__WORK ITEM__
In the material below, the lines containing the word "PlaybackKind" are required; copy each of them.

__AVAILABLE RECORDS__
──────

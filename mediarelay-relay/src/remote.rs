//! Cross-server calls made by the cloud server
//!
//! Registration and relay requests are sent to the server that owns the
//! camera or hop. Successful answers are mirrored into the local store
//! without a process id: the relay process runs on the remote server.

use mediarelay_cluster::{CorrelationRegistry, RegisterStreamData, TaskIdentifier};
use mediarelay_core::{
    models::{downstream_topic, RegisterDraft, RegisteredLineage, StreamRecord},
    repository::StreamStore,
};
use std::sync::Arc;
use std::time::Duration;
use tracing::{info, warn};

use crate::{
    orchestrator::{PlaybackAnswer, PlaybackKind, RelayDispatch, StreamOrchestrator},
    RelayError, RelayResult,
};

pub struct RemoteStreams {
    orchestrator: Arc<StreamOrchestrator>,
    registry: Arc<CorrelationRegistry>,
    store: Arc<dyn StreamStore>,
    timeout: Duration,
}

impl RemoteStreams {
    #[must_use]
    pub fn new(
        orchestrator: Arc<StreamOrchestrator>,
        registry: Arc<CorrelationRegistry>,
        store: Arc<dyn StreamStore>,
        timeout: Duration,
    ) -> Self {
        Self {
            orchestrator,
            registry,
            store,
            timeout,
        }
    }

    /// Register a camera stream on `server_id` and mirror the answer.
    pub async fn register_remote(
        &self,
        server_id: &str,
        user_id: &str,
        draft: &RegisterDraft,
    ) -> RelayResult<RegisteredLineage> {
        draft.validate()?;

        let data = serde_json::to_value(RegisterStreamData {
            user_id: user_id.to_string(),
            stream_data: draft.clone(),
        })?;
        let response = self
            .registry
            .publish_and_await(
                &downstream_topic(server_id),
                TaskIdentifier::RegisterStream,
                data,
                self.timeout,
            )
            .await?
            .into_result()?;

        let mut origin: StreamRecord = response.stream_data_as()?.ok_or_else(|| {
            RelayError::OrchestrationFailed(format!(
                "{server_id} answered registerStream without streamData"
            ))
        })?;
        let mut hop: Option<StreamRecord> = response.rtmp_stream_data_as()?;

        origin.process_id = None;
        let mut mirrored = vec![origin.clone()];
        if let Some(hop) = hop.as_mut() {
            hop.process_id = None;
            mirrored.push(hop.clone());
        }
        self.store.register_streams(&mirrored).await?;

        info!(
            stream_id = %origin.stream_id,
            server_id = %server_id,
            with_hop = hop.is_some(),
            "Remote stream registered"
        );
        Ok(RegisteredLineage { origin, hop })
    }

    /// Answer a playback request, asking the owning server to relay when the
    /// stream is not live here yet.
    ///
    /// A relay request that times out does not fail playback; the answer
    /// still tells the caller to poll status.
    pub async fn request_playback(
        &self,
        stream_id: &str,
        kind: PlaybackKind,
    ) -> RelayResult<PlaybackAnswer> {
        let plan = self.orchestrator.stream_request(stream_id, kind).await?;

        let Some(relay) = plan.relay else {
            return Ok(plan.answer);
        };
        if plan.answer.is_publishing {
            return Ok(plan.answer);
        }

        match self.dispatch_relay(&relay).await {
            Ok(mut hop) => {
                hop.process_id = None;
                self.store.upsert_stream(&hop).await?;
            }
            Err(e) if e.is_timeout() => {
                warn!(
                    stream_id = %stream_id,
                    server_id = %relay.server_id,
                    error = %e,
                    "Relay request timed out, answering without it"
                );
            }
            Err(e) => return Err(e),
        }

        Ok(plan.answer)
    }

    /// Send `relay` to its server and return the hop it created or reused.
    pub async fn dispatch_relay(&self, relay: &RelayDispatch) -> RelayResult<StreamRecord> {
        let data = serde_json::to_value(&relay.data)?;
        let response = self
            .registry
            .publish_and_await(
                &downstream_topic(&relay.server_id),
                TaskIdentifier::RequestRelay,
                data,
                self.timeout,
            )
            .await?
            .into_result()?;

        response.stream_data_as()?.ok_or_else(|| {
            RelayError::OrchestrationFailed(format!(
                "{} answered requestRelay without streamData",
                relay.server_id
            ))
        })
    }
}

──────

__PROBLEM SOLUTION__
    orchestrator::{PlaybackAnswer, PlaybackKind, RelayDispatch, StreamOrchestrator},
        kind: PlaybackKind,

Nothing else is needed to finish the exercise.